Of course, a great deal of the more dramatic bits of it, while it is borne out by the teachings, that much I can vouch for (I mean obvously, guy's a monk, which is to say a pro, he doesn't need my vouching-for at all!); but the latter part of it is kind of aspirational, to put it gently. Two things, specifically:
First: Do people really experience the emptiness of self? The "teachings" say they do, I've read plenty of books saying they do. But I've interacted a great deal with practitioners and teachers of Vipassana, including hard-core practioners, and including monks as well: but I've not actually spoken with anyone who's actually experienced no-self. (And here's the thing: Had they actually experienced it, that means nothing, really. That you might experience constellations within, does not mean there are constellations within; that you might experience out-of-body sensations, does not mean you've been flying around in your astral body; likewise, that you experience no-self, does not mean there's no self! No-self is a thing only because it happens to be borne out by science. That it might be experienced within is no more than an oddity, at least not unless the inerrancy of such experience and realization is first established. Established by science.)
In any case: The game doesn't seem worth the candle, really, putting in all of this effort merely to experience this. It's like spending hours and days and months and years, to "realize" the earth goes around the sun. I mean, what's the point?
-----
The last bit? The complete craving of "tanha", craving, all of that? Now that would be an interesting thing to realize, a very very VERY useful thing, and in fact the whole point of the Buddha's (probably apocryphal) story. Again, in my (fairly wide) personal interactions with practitioners and teachers of Vipassana, I haven't actually met and spoken who've themselves attained to this.
Attaining to this, now this part would, I suppose, well be "a game that's worth the candle", at least to some people that might be most troubled by this, and that seek this. This part of it, I can see how it might well be worth "hours and days and months and years" of practice. Provided of course it's actually and really a thing, that kind of experience.
Posted by: Appreciative Reader | December 29, 2023 at 05:47 AM
A nice summing up of mindfulness by Bhante Henepola Gunaratna and descriptions of the findings of such an investigation. I would say that depending on the importance or perhaps better to say, the depth of interest in undertaking mindfulness meditation, such findings are inevitable.
It is often said by teachers of meditation that initially one is searching for a goal, a reward. Later, it is realised that there is no goal other than just sitting (meditating). I tend to see meditation as an on-going enquiry even when not sitting. It is often referred to as simply just paying attention, or just watching which enables insight into all the mental phenomenon that Gunaratana talks of here.
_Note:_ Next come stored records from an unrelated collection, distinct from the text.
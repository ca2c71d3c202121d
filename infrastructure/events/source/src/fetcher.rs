use async_trait::async_trait;
use serde_json::Value;
use tracing::{debug, error, instrument};
use url::Url;

use crate::{Document, SourceConfig, SourceError};

/// Retrieves one of the two remote documents.
///
/// `Ok(None)` means the remote answered with a non-success status. It is
/// reported separately from transport errors so callers can log it and move
/// on, but both count as a failed cycle.
#[async_trait]
pub trait DocumentFetcher: Send + Sync {
    async fn fetch(
        &self, document: Document,
    ) -> Result<Option<Value>, SourceError>;
}

#[derive(Clone)]
pub struct HttpFetcher {
    client: reqwest::Client,
    config: SourceConfig,
}

impl HttpFetcher {
    pub fn new(config: SourceConfig) -> Result<Self, reqwest::Error> {
        let client = reqwest::Client::builder()
            .timeout(config.timeout())
            .build()?;
        Ok(Self::with_client(client, config))
    }

    pub fn with_client(client: reqwest::Client, config: SourceConfig) -> Self {
        Self { client, config }
    }

    #[instrument(skip(self), fields(url = %url))]
    pub async fn fetch_url(
        &self, document: Document, url: &Url,
    ) -> Result<Option<Value>, SourceError> {
        let response = self
            .client
            .get(url.clone())
            .send()
            .await
            .map_err(|source| SourceError::Http { document, source })?;

        let status = response.status();
        if !status.is_success() {
            error!(
                status = status.as_u16(),
                "{}",
                status_failure(document, status)
            );
            return Ok(None);
        }

        let body = response
            .json::<Value>()
            .await
            .map_err(|source| SourceError::Http { document, source })?;

        debug!("Fetched {document} document");
        Ok(Some(body))
    }
}

fn status_failure(document: Document, status: reqwest::StatusCode) -> String {
    format!("Failed to fetch {document}. Status code: {status}")
}

#[async_trait]
impl DocumentFetcher for HttpFetcher {
    async fn fetch(
        &self, document: Document,
    ) -> Result<Option<Value>, SourceError> {
        let url = self.config.url_for(document).clone();
        self.fetch_url(document, &url).await
    }
}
As far as I’m concerned, all the ever-arising thoughts, feelings and so on are seen as they appear, act-ed on where necessary but mostly just observed as the ever-arising procession of mental activity – yet without the habitual guilt, worry, fear etc. that is often associated with them.
The enlightening difference I believe, arrives when no trace of a ‘me’, an ‘I’ can be found, that is apart from the entire ‘structure’ that consists of all the informational contents that poses as ‘me’. I don’t believe it is necessary or even possible to function without a sense of ‘me’, simply because such a structure contains all the information to function in the world. It is sufficient to realise that there is no separate ‘me’ who experiences pain and pleasure etc., just a reactionary mental structure – and one that is in a continual state of flux.
And incidentally, there is no ‘me’ that has such a thing as free will acting independently of all the biological and mental processes that comprise the information that presumes a ‘me’. And perhaps, being psychologically free of believing in a separate controlling ‘me’, adds up to nirvana!